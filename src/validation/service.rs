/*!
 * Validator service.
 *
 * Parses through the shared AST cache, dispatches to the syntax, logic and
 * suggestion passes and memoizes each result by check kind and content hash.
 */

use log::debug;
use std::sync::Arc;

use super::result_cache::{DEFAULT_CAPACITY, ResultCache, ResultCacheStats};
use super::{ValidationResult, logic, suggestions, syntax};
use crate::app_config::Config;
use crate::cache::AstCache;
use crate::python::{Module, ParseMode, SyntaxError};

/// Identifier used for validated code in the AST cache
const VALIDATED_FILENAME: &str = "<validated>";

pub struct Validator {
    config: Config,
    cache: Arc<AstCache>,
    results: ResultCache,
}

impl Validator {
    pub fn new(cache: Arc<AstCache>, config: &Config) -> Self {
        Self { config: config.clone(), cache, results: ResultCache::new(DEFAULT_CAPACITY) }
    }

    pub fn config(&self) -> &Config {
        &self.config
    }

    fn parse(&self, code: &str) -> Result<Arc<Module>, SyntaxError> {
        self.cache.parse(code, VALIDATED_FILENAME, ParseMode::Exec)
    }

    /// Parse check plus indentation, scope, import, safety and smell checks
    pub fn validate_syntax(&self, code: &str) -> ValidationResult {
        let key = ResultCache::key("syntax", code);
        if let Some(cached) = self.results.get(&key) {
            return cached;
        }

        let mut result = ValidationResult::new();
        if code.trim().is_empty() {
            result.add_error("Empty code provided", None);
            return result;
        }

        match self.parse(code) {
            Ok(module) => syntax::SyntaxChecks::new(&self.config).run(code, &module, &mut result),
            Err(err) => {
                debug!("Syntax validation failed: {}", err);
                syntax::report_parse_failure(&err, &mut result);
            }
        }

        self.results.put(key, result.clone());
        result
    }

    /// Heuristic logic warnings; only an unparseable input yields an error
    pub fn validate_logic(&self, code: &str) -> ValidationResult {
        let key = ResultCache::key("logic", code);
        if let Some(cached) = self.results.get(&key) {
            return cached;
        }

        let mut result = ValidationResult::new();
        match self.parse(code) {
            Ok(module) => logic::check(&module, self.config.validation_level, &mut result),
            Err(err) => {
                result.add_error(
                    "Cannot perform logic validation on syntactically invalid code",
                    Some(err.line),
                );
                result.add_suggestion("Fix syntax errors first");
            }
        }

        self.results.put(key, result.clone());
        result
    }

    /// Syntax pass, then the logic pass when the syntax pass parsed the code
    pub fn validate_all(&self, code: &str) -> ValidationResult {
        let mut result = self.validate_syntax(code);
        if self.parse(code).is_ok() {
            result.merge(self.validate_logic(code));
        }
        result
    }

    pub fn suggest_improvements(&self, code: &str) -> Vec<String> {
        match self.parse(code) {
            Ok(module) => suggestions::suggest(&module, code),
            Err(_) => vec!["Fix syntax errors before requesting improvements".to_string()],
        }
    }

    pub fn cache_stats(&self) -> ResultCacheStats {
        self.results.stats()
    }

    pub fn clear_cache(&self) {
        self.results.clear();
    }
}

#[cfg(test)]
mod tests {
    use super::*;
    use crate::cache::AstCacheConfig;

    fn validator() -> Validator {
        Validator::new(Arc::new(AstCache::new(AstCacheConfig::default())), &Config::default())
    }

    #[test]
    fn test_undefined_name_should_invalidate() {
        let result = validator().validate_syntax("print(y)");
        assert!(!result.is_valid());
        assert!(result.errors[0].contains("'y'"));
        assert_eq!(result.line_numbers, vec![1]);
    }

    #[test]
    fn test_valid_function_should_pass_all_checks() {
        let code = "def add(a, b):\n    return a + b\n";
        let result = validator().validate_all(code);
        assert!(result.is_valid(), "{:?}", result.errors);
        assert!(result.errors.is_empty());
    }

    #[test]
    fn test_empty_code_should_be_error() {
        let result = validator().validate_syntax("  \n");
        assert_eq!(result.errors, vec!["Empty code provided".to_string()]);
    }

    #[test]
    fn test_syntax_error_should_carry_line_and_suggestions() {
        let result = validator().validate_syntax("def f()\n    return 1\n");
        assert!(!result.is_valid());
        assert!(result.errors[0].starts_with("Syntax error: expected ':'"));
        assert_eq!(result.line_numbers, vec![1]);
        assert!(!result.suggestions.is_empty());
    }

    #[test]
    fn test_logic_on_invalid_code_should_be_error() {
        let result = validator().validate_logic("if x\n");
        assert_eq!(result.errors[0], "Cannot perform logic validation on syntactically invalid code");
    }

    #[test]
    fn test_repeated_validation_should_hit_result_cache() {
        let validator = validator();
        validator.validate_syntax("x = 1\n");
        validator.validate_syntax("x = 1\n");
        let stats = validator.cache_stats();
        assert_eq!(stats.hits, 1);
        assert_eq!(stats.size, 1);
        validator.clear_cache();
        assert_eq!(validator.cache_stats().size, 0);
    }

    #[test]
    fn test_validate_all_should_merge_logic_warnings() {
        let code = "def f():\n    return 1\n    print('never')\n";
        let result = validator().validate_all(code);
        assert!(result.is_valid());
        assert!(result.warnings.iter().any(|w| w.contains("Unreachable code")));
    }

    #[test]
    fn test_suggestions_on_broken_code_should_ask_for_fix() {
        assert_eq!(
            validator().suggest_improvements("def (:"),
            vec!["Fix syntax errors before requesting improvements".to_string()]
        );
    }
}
*****
> What you are asked to do:
A single number is expected: how many lines in the material above contain the word "print".

> Output of the task:
2